We see that for most benchmarks, the influence is not significant. That means, using the cached profiles neither increases nor decreases the performance of the long running benchmarks. 
However, in sunflow and derby, the performance is worse, especially in \texttt{Mode 0} and \texttt{Mode 1}. Both benchmarks achieve better performance than the baseline when only looking at the warmup. We assume that in these two cases the cached profiles actually help improving the warmup performance, but the code compiled based on these profiles does not contain the same optimizations as the baseline.
\begin{figure}[ht]
  \begin{center}
    \centering
    \includegraphics[width=1.0\textwidth]{figures/all_full_variation.png}
    \caption{Performance of a full run relative to baseline (SPECjvm)}
    \label{f:all_full_variation}
  \end{center}
\end{figure} 
\subsection{Octane performance}
\label{s:perf_octane}
Since the individual Octane benchmarks are rather short-running (most of them run for between 4 and 30 seconds) and there is no simple way to run a fixed number of iterations, we run the Octane benchmarks completely. We show performance readings for individual benchmarks. The rest of the setup is identical to SPECjvm in Section \ref{s:perf_specjvm_warmup}.
\\\\
The Octane scores are shown in Figure \ref{f:octane} and a relative comparison with the baseline in Figure \ref{f:octane_variation}.

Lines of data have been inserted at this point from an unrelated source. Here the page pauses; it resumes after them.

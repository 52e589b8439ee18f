mod cli;
mod commands;
mod table;

use clap::Parser;
use cli::Cli;
use commands::execute_command;

fn main() {
    match run() {
        Ok(true) => {}
        Ok(false) => std::process::exit(1),
        Err(err) => {
            eprintln!("error: {err:#}");
            std::process::exit(1);
        }
    }
}

fn run() -> anyhow::Result<bool> {
    let cli = Cli::parse();
    if cli.no_color {
        colored::control::set_override(false);
    }
    execute_command(cli.command, cli.verbose)
}
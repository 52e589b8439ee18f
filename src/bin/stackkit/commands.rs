use std::fs;
use std::time::Instant;

use anyhow::{bail, Context};
use colored::Colorize;
use u_stackkit::harness::{builtin_suites, evaluate, Algorithm, Case, Report, Suite};
use u_stackkit::random::{
    create_rng, random_asteroids, random_brackets, random_heights, shuffle,
};

use crate::cli::{Command, WorkloadKind};
use crate::table::{print_report, print_summary};

/// Runs one subcommand. `Ok(false)` means it completed but something
/// failed a check, which the caller turns into exit code 1.
pub fn execute_command(command: Command, verbose: bool) -> anyhow::Result<bool> {
    match command {
        Command::Run {
            suites,
            only,
            skip_builtin,
        } => {
            let mut loaded = if skip_builtin {
                Vec::new()
            } else {
                builtin_suites()
            };
            for path in &suites {
                let source = fs::read_to_string(path)
                    .with_context(|| format!("reading suite {}", path.display()))?;
                let suite = Suite::from_toml_str(&source)
                    .with_context(|| format!("parsing suite {}", path.display()))?;
                loaded.push(suite);
            }
            if let Some(algorithm) = only {
                loaded = loaded
                    .iter()
                    .map(|s| s.only(algorithm))
                    .filter(|s| !s.cases.is_empty())
                    .collect();
            }
            if loaded.is_empty() {
                bail!("no cases to run");
            }
            run_suites(&loaded, verbose)
        }
        Command::Check { algorithm, values } => check(algorithm, &values),
        Command::Gen {
            kind,
            len,
            seed,
            max,
        } => {
            let suite = generate(kind, len, seed, max)?;
            print!("{}", suite.to_toml_string()?);
            Ok(true)
        }
    }
}

fn run_suites(suites: &[Suite], verbose: bool) -> anyhow::Result<bool> {
    let (mut passed, mut total) = (0, 0);
    for suite in suites {
        let report = run_timed(suite, verbose)?;
        print_report(&report);
        passed += report.passed();
        total += report.outcomes.len();
    }
    print_summary(passed, total);
    Ok(passed == total)
}

/// Runs every case of `suite`, timing each one. With `verbose`, the
/// input and duration of each case go to stderr.
fn run_timed(suite: &Suite, verbose: bool) -> anyhow::Result<Report> {
    let suite_started = Instant::now();
    let mut outcomes = Vec::with_capacity(suite.cases.len());
    for case in &suite.cases {
        let started = Instant::now();
        let outcome = case
            .run()
            .with_context(|| format!("running suite {}", suite.name))?;
        if verbose {
            let input = match &case.text {
                Some(text) => format!("{text:?}"),
                None => format!("{:?}", case.input),
            };
            eprintln!(
                "[{}] {} <- {input} ({:?})",
                case.algorithm,
                case.name,
                started.elapsed()
            );
        }
        outcomes.push(outcome);
    }
    if verbose {
        eprintln!(
            "[{}] {} cases in {:?}",
            suite.name,
            outcomes.len(),
            suite_started.elapsed()
        );
    }
    Ok(Report {
        suite: suite.name.clone(),
        outcomes,
    })
}

fn check(algorithm: Algorithm, values: &[String]) -> anyhow::Result<bool> {
    let text = (algorithm == Algorithm::Brackets).then(|| values.join(" "));
    let input = if text.is_some() {
        Vec::new()
    } else {
        values
            .iter()
            .map(|v| {
                v.parse::<i64>()
                    .with_context(|| format!("{v:?} is not an integer"))
            })
            .collect::<anyhow::Result<Vec<_>>>()?
    };

    let evaluation = evaluate(algorithm, text.as_deref(), &input, "command line")?;
    println!("{algorithm}: {}", evaluation.actual);
    match evaluation.note {
        Some(note) => {
            eprintln!("{}", note.yellow());
            Ok(false)
        }
        None => Ok(true),
    }
}

const HEIGHT_ALGORITHMS: &[Algorithm] = &[
    Algorithm::Histogram,
    Algorithm::RainWater,
    Algorithm::SubarrayMin,
    Algorithm::NextGreater,
    Algorithm::MinStack,
];
const ASTEROID_ALGORITHMS: &[Algorithm] = &[Algorithm::Asteroids];
const BRACKET_ALGORITHMS: &[Algorithm] = &[Algorithm::Brackets];

/// Builds a regression suite from a seeded workload, recording the
/// current results as expectations.
fn generate(kind: WorkloadKind, len: usize, seed: u64, max: i64) -> anyhow::Result<Suite> {
    let mut rng = create_rng(seed);
    let name = format!("seed-{seed}");

    let (text, input, algorithms): (Option<String>, Vec<i64>, &[Algorithm]) = match kind {
        WorkloadKind::Heights => {
            let max_height = u64::try_from(max).context("--max must be non-negative")?;
            let heights = random_heights(len, max_height, &mut rng)
                .into_iter()
                .map(i64::try_from)
                .collect::<Result<Vec<_>, _>>()
                .context("height does not fit i64")?;
            (None, heights, HEIGHT_ALGORITHMS)
        }
        WorkloadKind::Asteroids => (
            None,
            random_asteroids(len, max, &mut rng),
            ASTEROID_ALGORITHMS,
        ),
        WorkloadKind::Brackets => (
            Some(random_brackets(len, &mut rng)),
            Vec::new(),
            BRACKET_ALGORITHMS,
        ),
        WorkloadKind::ScrambledBrackets => {
            let mut chars: Vec<char> = random_brackets(len, &mut rng).chars().collect();
            shuffle(&mut chars, &mut rng);
            (
                Some(chars.into_iter().collect()),
                Vec::new(),
                BRACKET_ALGORITHMS,
            )
        }
    };

    let mut cases = Vec::with_capacity(algorithms.len());
    for &algorithm in algorithms {
        let evaluation = evaluate(algorithm, text.as_deref(), &input, &name)?;
        cases.push(Case {
            algorithm,
            name: name.clone(),
            text: text.clone(),
            input: input.clone(),
            expected: evaluation.actual,
        });
    }
    Ok(Suite::new(format!("generated {name}"), cases))
}
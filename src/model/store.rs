//! Local persisted player state
//!
//! One JSON document under the data directory. A missing or unreadable file
//! starts the player with defaults; the sleep timer is never written here.

use std::path::{Path, PathBuf};
use std::sync::Arc;

use serde::{Deserialize, Serialize};
use tokio::sync::{Mutex, RwLock};

use super::library::{LikedTracks, RecentlyPlayed};
use crate::audio::{CrossfadeSettings, EqualizerSettings};
use crate::error::{Error, Result};

pub const DEFAULT_VOLUME: f32 = 0.7;

#[derive(Clone, Debug, PartialEq, Serialize, Deserialize)]
#[serde(default)]
pub struct PersistedState {
    pub volume: f32,
    pub liked: LikedTracks,
    pub recently_played: RecentlyPlayed,
    pub equalizer: EqualizerSettings,
    pub crossfade: CrossfadeSettings,
}

impl Default for PersistedState {
    fn default() -> Self {
        Self {
            volume: DEFAULT_VOLUME,
            liked: LikedTracks::default(),
            recently_played: RecentlyPlayed::default(),
            equalizer: EqualizerSettings::default(),
            crossfade: CrossfadeSettings::default(),
        }
    }
}

#[derive(Clone)]
pub struct LocalStore {
    path: Option<PathBuf>,
    state: Arc<RwLock<PersistedState>>,
    /// Serializes writers so the file always ends on the newest state
    save_lock: Arc<Mutex<()>>,
}

impl LocalStore {
    /// Store that never touches the disk
    pub fn in_memory() -> Self {
        Self {
            path: None,
            state: Arc::new(RwLock::new(PersistedState::default())),
            save_lock: Arc::new(Mutex::new(())),
        }
    }

    pub fn load_from_disk(path: impl Into<PathBuf>) -> Self {
        let path = path.into();
        let state = match read_state(&path) {
            Ok(Some(state)) => {
                tracing::info!(path = %path.display(), liked = state.liked.len(), "Loaded player state");
                state
            }
            Ok(None) => {
                tracing::debug!(path = %path.display(), "No saved player state, using defaults");
                PersistedState::default()
            }
            Err(e) => {
                tracing::warn!(path = %path.display(), error = %e, "Saved player state unreadable, using defaults");
                PersistedState::default()
            }
        };

        Self {
            path: Some(path),
            state: Arc::new(RwLock::new(state)),
            save_lock: Arc::new(Mutex::new(())),
        }
    }

    /// Write the current state to a sibling temp file on the blocking pool
    /// and rename it over the document.
    pub async fn save_to_disk(&self) -> Result<()> {
        let Some(path) = self.path.clone() else {
            return Ok(());
        };

        let _writer = self.save_lock.lock().await;
        let content = {
            let state = self.state.read().await;
            serde_json::to_string_pretty(&*state)?
        };
        tokio::task::spawn_blocking(move || write_atomically(&path, &content))
            .await
            .map_err(|e| Error::Persist(e.to_string()))??;
        Ok(())
    }

    pub async fn read<R>(&self, f: impl FnOnce(&PersistedState) -> R) -> R {
        let state = self.state.read().await;
        f(&state)
    }

    /// Mutate the state and write it through. A failed write is logged; the
    /// in-memory change stands.
    pub async fn update<R>(&self, f: impl FnOnce(&mut PersistedState) -> R) -> R {
        let result = {
            let mut state = self.state.write().await;
            f(&mut state)
        };
        if let Err(e) = self.save_to_disk().await {
            tracing::warn!(error = %e, "Failed to persist player state");
        }
        result
    }

    pub async fn snapshot(&self) -> PersistedState {
        self.state.read().await.clone()
    }
}

fn write_atomically(path: &Path, content: &str) -> Result<()> {
    if let Some(dir) = path.parent().filter(|d| !d.as_os_str().is_empty()) {
        std::fs::create_dir_all(dir).map_err(|e| Error::Persist(e.to_string()))?;
    }
    let staging = temp_path(path);
    std::fs::write(&staging, content).map_err(|e| Error::Persist(e.to_string()))?;
    std::fs::rename(&staging, path).map_err(|e| Error::Persist(e.to_string()))?;
    tracing::trace!(path = %path.display(), "Player state saved");
    Ok(())
}

fn temp_path(path: &Path) -> PathBuf {
    let mut name = path.file_name().map(|n| n.to_os_string()).unwrap_or_default();
    name.push(".tmp");
    path.with_file_name(name)
}

fn read_state(path: &Path) -> Result<Option<PersistedState>> {
    if !path.exists() {
        return Ok(None);
    }
    let content = std::fs::read_to_string(path)?;
    Ok(Some(serde_json::from_str(&content)?))
}

#[cfg(test)]
mod tests {
    use super::*;
    use crate::model::TrackDescriptor;

    #[tokio::test]
    async fn state_survives_a_reload() {
        let dir = tempfile::tempdir().unwrap();
        let path = dir.path().join("nested").join("state.json");

        let store = LocalStore::load_from_disk(&path);
        store
            .update(|state| {
                state.volume = 0.4;
                state.liked.toggle(&TrackDescriptor::new("a", "A", "Artist"));
                state.equalizer.gains[0] = 6.0;
            })
            .await;

        let reloaded = LocalStore::load_from_disk(&path).snapshot().await;
        assert_eq!(reloaded.volume, 0.4);
        assert!(reloaded.liked.is_liked("a"));
        assert_eq!(reloaded.equalizer.gains[0], 6.0);
    }

    #[tokio::test(flavor = "multi_thread")]
    async fn concurrent_updates_leave_the_newest_state_and_no_temp_file() {
        let dir = tempfile::tempdir().unwrap();
        let path = dir.path().join("state.json");
        let store = LocalStore::load_from_disk(&path);

        let writers: Vec<_> = (1..=8)
            .map(|i| {
                let store = store.clone();
                tokio::spawn(async move { store.update(|state| state.volume = i as f32 / 10.0).await })
            })
            .collect();
        for writer in writers {
            writer.await.unwrap();
        }

        let in_memory = store.snapshot().await;
        let on_disk = LocalStore::load_from_disk(&path).snapshot().await;
        assert_eq!(on_disk, in_memory);
        assert!(!temp_path(&path).exists());
        assert_eq!(std::fs::read_dir(dir.path()).unwrap().count(), 1);
    }

    #[tokio::test]
    async fn corrupt_file_falls_back_to_defaults() {
        let dir = tempfile::tempdir().unwrap();
        let path = dir.path().join("state.json");
        std::fs::write(&path, "{ not json").unwrap();

        let state = LocalStore::load_from_disk(&path).snapshot().await;
        assert_eq!(state, PersistedState::default());
    }

    #[tokio::test]
    async fn partial_document_fills_missing_fields() {
        let dir = tempfile::tempdir().unwrap();
        let path = dir.path().join("state.json");
        std::fs::write(&path, r#"{"volume": 0.2}"#).unwrap();

        let state = LocalStore::load_from_disk(&path).snapshot().await;
        assert_eq!(state.volume, 0.2);
        assert!(state.liked.is_empty());
        assert_eq!(state.crossfade, CrossfadeSettings::default());
    }
}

Compared to SPECjvm the Octane performance is more scattered. The Richards benchmark increases by around 50\% in \texttt{Mode 0} while NavierStokes decreases by around 25\% in \texttt{Mode 1}. In most benchmarks (9 out of 14) \texttt{Mode 0} performs worst.
\texttt{Mode 1} and \texttt{Mode 2} generally perform better, but in total only 6 out of 14 benchmarks result in a performance improvement in at least one mode.
On average the performance differences over all individual benchmarks compared to the baseline are -5.9\%, 0.6\%, and 0.1\% for \texttt{Mode 0}, \texttt{Mode 1} and \texttt{Mode 2}.
\begin{figure}[ht]
  \begin{center}
    \centering
    \includegraphics[width=1.0\textwidth]{figures/octane.png}
    \caption{performance with all different modes (Octane)}
    \label{f:octane}
  \end{center}
\end{figure}

\begin{figure}[ht]
  \begin{center}
    \centering
    \includegraphics[width=1.0\textwidth]{figures/octane_variation.png}
    \caption{Performance relative to baseline (Octane)}
    \label{f:octane_variation}
  \end{center}
\end{figure}
\clearpage
\section{Deoptimizations}
\label{s:perf_deoptimizations}
We aim to lower the time needed for warmup by compiling methods earlier and at lower tiers. We also expect to decrease the number of deoptimizations by having more complete profiles available earlier, which ideally results in better compiled code quality. To measure the total amount of deoptimizations we implemented a new compiler flag \texttt{-XX:+PrintDeoptimizationCount}.
The number of deoptimizations of the SPECjvm benchmarks are shown in Figure \ref{f:others_warmup_deopt} and Figure \ref{f:scimark_warmup_deopt}. The Octane numbers are drawn in Figure \ref{f:octane_deopt}.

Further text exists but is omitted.